Repair of a Rodent Nasal Critical‐Size Osseous Defect With Osteoblast Augmented Collagen Gel

Objectives/Hypothesis: Facial skeletal defects are a common challenge for the otolaryngologist. Type I collagen gels have shown promise in the repair of nonhealing critical size defects (CSDs) of facial bone by providing scaffolding for new bone growth by osteoblasts at the defect perimeter. The objective of the present study was to evaluate the effect that suspending osteoblasts within a type I collagen gel has on the repair of a rodent facial CSD. Study Design: Randomized controlled trial using a rodent model. Methods: A previously described facial CSD was created by removing the nasalis bones with a cutting burr to the level of the nasal mucosal membranes on 18 Sprague‐Dawley rats.

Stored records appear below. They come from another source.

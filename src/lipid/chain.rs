use std::fmt::Display;

#[cfg(feature = "serde")]
use serde::{Deserialize, Serialize};

use crate::chemistry::{Element, ElementalComposition};

/// The kinds of hydrocarbon chain a lipid carries, ordered the way chains are
/// written in an annotation.
#[derive(Debug, Clone, Copy, PartialEq, Eq, Hash, PartialOrd, Ord)]
#[cfg_attr(feature = "serde", derive(Serialize, Deserialize))]
pub enum LipidChainType {
    SphingolipidMonoHydroxyBackboneChain,
    SphingolipidDiHydroxyBackboneChain,
    SphingolipidTriHydroxyBackboneChain,
    AlkylChain,
    AcylChain,
    AcylMonoHydroxyChain,
    AmidChain,
    AmidMonoHydroxyChain,
    /// Two acyl chains observed as one fragment
    TwoAcylChainsCombined,
}

impl LipidChainType {
    pub const fn name(&self) -> &'static str {
        match self {
            Self::SphingolipidMonoHydroxyBackboneChain => {
                "Sphingolipid mono hydroxy backbone chain"
            }
            Self::SphingolipidDiHydroxyBackboneChain => "Sphingolipid di hydroxy backbone chain",
            Self::SphingolipidTriHydroxyBackboneChain => "Sphingolipid tri hydroxy backbone chain",
            Self::AlkylChain => "Alkyl chain",
            Self::AcylChain => "Acyl chain",
            Self::AcylMonoHydroxyChain => "Acyl mono hydroxy chain",
            Self::AmidChain => "Amid chain",
            Self::AmidMonoHydroxyChain => "Amid mono hydroxy chain",
            Self::TwoAcylChainsCombined => "Two acyl chains combined",
        }
    }

    pub const fn is_sphingoid_backbone(&self) -> bool {
        matches!(
            self,
            Self::SphingolipidMonoHydroxyBackboneChain
                | Self::SphingolipidDiHydroxyBackboneChain
                | Self::SphingolipidTriHydroxyBackboneChain
        )
    }

    const fn extra_hydrogens(&self) -> i32 {
        match self {
            Self::AlkylChain => 2,
            Self::SphingolipidMonoHydroxyBackboneChain
            | Self::SphingolipidDiHydroxyBackboneChain
            | Self::SphingolipidTriHydroxyBackboneChain => 3,
            _ => 0,
        }
    }

    const fn oxygens(&self) -> i32 {
        match self {
            Self::AlkylChain | Self::SphingolipidMonoHydroxyBackboneChain => 1,
            Self::AcylChain
            | Self::AmidChain
            | Self::TwoAcylChainsCombined
            | Self::SphingolipidDiHydroxyBackboneChain => 2,
            Self::AcylMonoHydroxyChain
            | Self::AmidMonoHydroxyChain
            | Self::SphingolipidTriHydroxyBackboneChain => 3,
        }
    }

    const fn nitrogens(&self) -> i32 {
        if self.is_sphingoid_backbone() {
            1
        } else {
            0
        }
    }

    /// The heteroatoms and extra hydrogens a chain of this type contributes on top of
    /// its `CnH(2n-2d)` hydrocarbon skeleton
    pub fn functional_group(&self) -> ElementalComposition {
        ElementalComposition::from_counts(&[
            (Element::H, self.extra_hydrogens()),
            (Element::N, self.nitrogens()),
            (Element::O, self.oxygens()),
        ])
    }

    /// The formula of the free chain, an acid for acyl and amide chains, an
    /// alcohol for alkyl chains, and a sphingoid base for backbone chains
    pub fn formula(&self, carbons: u16, dbes: u16) -> ElementalComposition {
        let mut comp = ElementalComposition::from_counts(&[
            (Element::C, carbons as i32),
            (Element::H, 2 * carbons as i32 - 2 * dbes as i32),
        ]);
        comp += &self.functional_group();
        comp
    }

    fn suffix(&self) -> &'static str {
        match self {
            Self::AcylMonoHydroxyChain
            | Self::AmidMonoHydroxyChain
            | Self::SphingolipidMonoHydroxyBackboneChain => ";O",
            Self::SphingolipidDiHydroxyBackboneChain => ";O2",
            Self::SphingolipidTriHydroxyBackboneChain => ";O3",
            _ => "",
        }
    }
}

impl Display for LipidChainType {
    fn fmt(&self, f: &mut std::fmt::Formatter<'_>) -> std::fmt::Result {
        f.write_str(self.name())
    }
}

/// The ranges chains are enumerated over when building candidates and when
/// looking for chain fragments.
#[derive(Debug, Clone, Copy, PartialEq, Eq)]
#[cfg_attr(feature = "serde", derive(Serialize, Deserialize))]
pub struct ChainParameters {
    pub min_chain_length: u16,
    pub max_chain_length: u16,
    pub min_dbe: u16,
    pub max_dbe: u16,
    pub only_even_chains: bool,
}

impl Default for ChainParameters {
    fn default() -> Self {
        Self {
            min_chain_length: 12,
            max_chain_length: 26,
            min_dbe: 0,
            max_dbe: 6,
            only_even_chains: false,
        }
    }
}

impl ChainParameters {
    pub fn new(
        min_chain_length: u16,
        max_chain_length: u16,
        min_dbe: u16,
        max_dbe: u16,
        only_even_chains: bool,
    ) -> Self {
        Self {
            min_chain_length,
            max_chain_length,
            min_dbe,
            max_dbe,
            only_even_chains,
        }
    }

    /// The same ranges multiplied by `factor`, the totals of a lipid carrying `factor` chains
    pub fn scaled(&self, factor: u16) -> Self {
        Self {
            min_chain_length: self.min_chain_length * factor,
            max_chain_length: self.max_chain_length * factor,
            min_dbe: self.min_dbe * factor,
            max_dbe: self.max_dbe * factor,
            only_even_chains: self.only_even_chains,
        }
    }

    /// Whether a chain of `carbons` length with `dbes` double bonds is physically valid
    /// and falls within these ranges
    pub fn is_valid_combination(&self, carbons: u16, dbes: u16) -> bool {
        carbons > 0
            && (!self.only_even_chains || carbons % 2 == 0)
            && dbes <= carbons / 2
            && (self.min_chain_length..=self.max_chain_length).contains(&carbons)
            && (self.min_dbe..=self.max_dbe).contains(&dbes)
    }
}

#[derive(Debug, Clone, Copy, PartialEq, Eq, Hash, PartialOrd, Ord)]
#[cfg_attr(feature = "serde", derive(Serialize, Deserialize))]
pub struct LipidChain {
    pub chain_type: LipidChainType,
    pub carbons: u16,
    pub dbes: u16,
}

impl LipidChain {
    pub fn new(chain_type: LipidChainType, carbons: u16, dbes: u16) -> Self {
        Self {
            chain_type,
            carbons,
            dbes,
        }
    }

    pub fn formula(&self) -> ElementalComposition {
        self.chain_type.formula(self.carbons, self.dbes)
    }

    pub fn mass(&self) -> f64 {
        self.formula().monoisotopic_mass()
    }
}

impl Display for LipidChain {
    fn fmt(&self, f: &mut std::fmt::Formatter<'_>) -> std::fmt::Result {
        if matches!(self.chain_type, LipidChainType::AlkylChain) {
            f.write_str("O-")?;
        }
        write!(
            f,
            "{}:{}{}",
            self.carbons,
            self.dbes,
            self.chain_type.suffix()
        )
    }
}

/// Enumerate every chain of `chain_type` allowed by `params`
pub fn build_chains_in_range(
    chain_type: LipidChainType,
    params: &ChainParameters,
) -> Vec<LipidChain> {
    let mut chains = Vec::new();
    for carbons in params.min_chain_length..=params.max_chain_length {
        for dbes in params.min_dbe..=params.max_dbe {
            if params.is_valid_combination(carbons, dbes) {
                chains.push(LipidChain::new(chain_type, carbons, dbes));
            }
        }
    }
    chains
}

#[cfg(test)]
mod test {
    use super::*;

    #[test_log::test]
    fn test_chain_formulas() {
        let acyl = LipidChain::new(LipidChainType::AcylChain, 16, 0);
        assert_eq!(acyl.formula().to_string(), "C16H32O2");
        let alkyl = LipidChain::new(LipidChainType::AlkylChain, 16, 0);
        assert_eq!(alkyl.formula().to_string(), "C16H34O");
        let sphingoid = LipidChain::new(LipidChainType::SphingolipidDiHydroxyBackboneChain, 18, 1);
        assert_eq!(sphingoid.formula().to_string(), "C18H37NO2");
        let hydroxy = LipidChain::new(LipidChainType::AcylMonoHydroxyChain, 18, 1);
        assert_eq!(hydroxy.formula().to_string(), "C18H34O3");
    }

    #[test_log::test]
    fn test_chain_notation() {
        assert_eq!(LipidChain::new(LipidChainType::AcylChain, 18, 1).to_string(), "18:1");
        assert_eq!(LipidChain::new(LipidChainType::AlkylChain, 16, 0).to_string(), "O-16:0");
        assert_eq!(
            LipidChain::new(LipidChainType::SphingolipidDiHydroxyBackboneChain, 18, 1).to_string(),
            "18:1;O2"
        );
    }

    #[test_log::test]
    fn test_chain_range() {
        let params = ChainParameters::new(2, 6, 0, 4, true);
        let chains = build_chains_in_range(LipidChainType::AcylChain, &params);
        assert!(chains.iter().all(|c| c.carbons % 2 == 0));
        assert!(chains.iter().all(|c| c.dbes <= c.carbons / 2));
        // 2:0 2:1 4:0 4:1 4:2 6:0 6:1 6:2 6:3
        assert_eq!(chains.len(), 9);
    }
}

Groups of six animals were treated with an implant containing either 300 μg of type I collagen gel, 12 × 10 5 osteoblasts suspended within type I collagen gel, or 12 × 10 5 fibroblasts suspended within type I collagen gel for comparison. After 30 days the animals were examined at necropsy with planimetry, histological analysis of new bone growth, and radiodensitometric analysis of bone thickness. Results: All animals had complete coverage with a thin layer of bone. Histological sectioning revealed an increased thickness in the osteoblast augmented group. Radiodensitometric measurements revealed a statistically significant increase in bone repair in the osteoblast group compared with the collagen‐only group ( P ≤ .0005) and the fibroblast group ( P ≤ .04). Conclusion: Type I collagen gels augmented with an osteoblastic suspension significantly enhance the repair of nasal CSDs in a rodent model. The use of cultured bone precursor cells represents a leap forward in osteoengineering.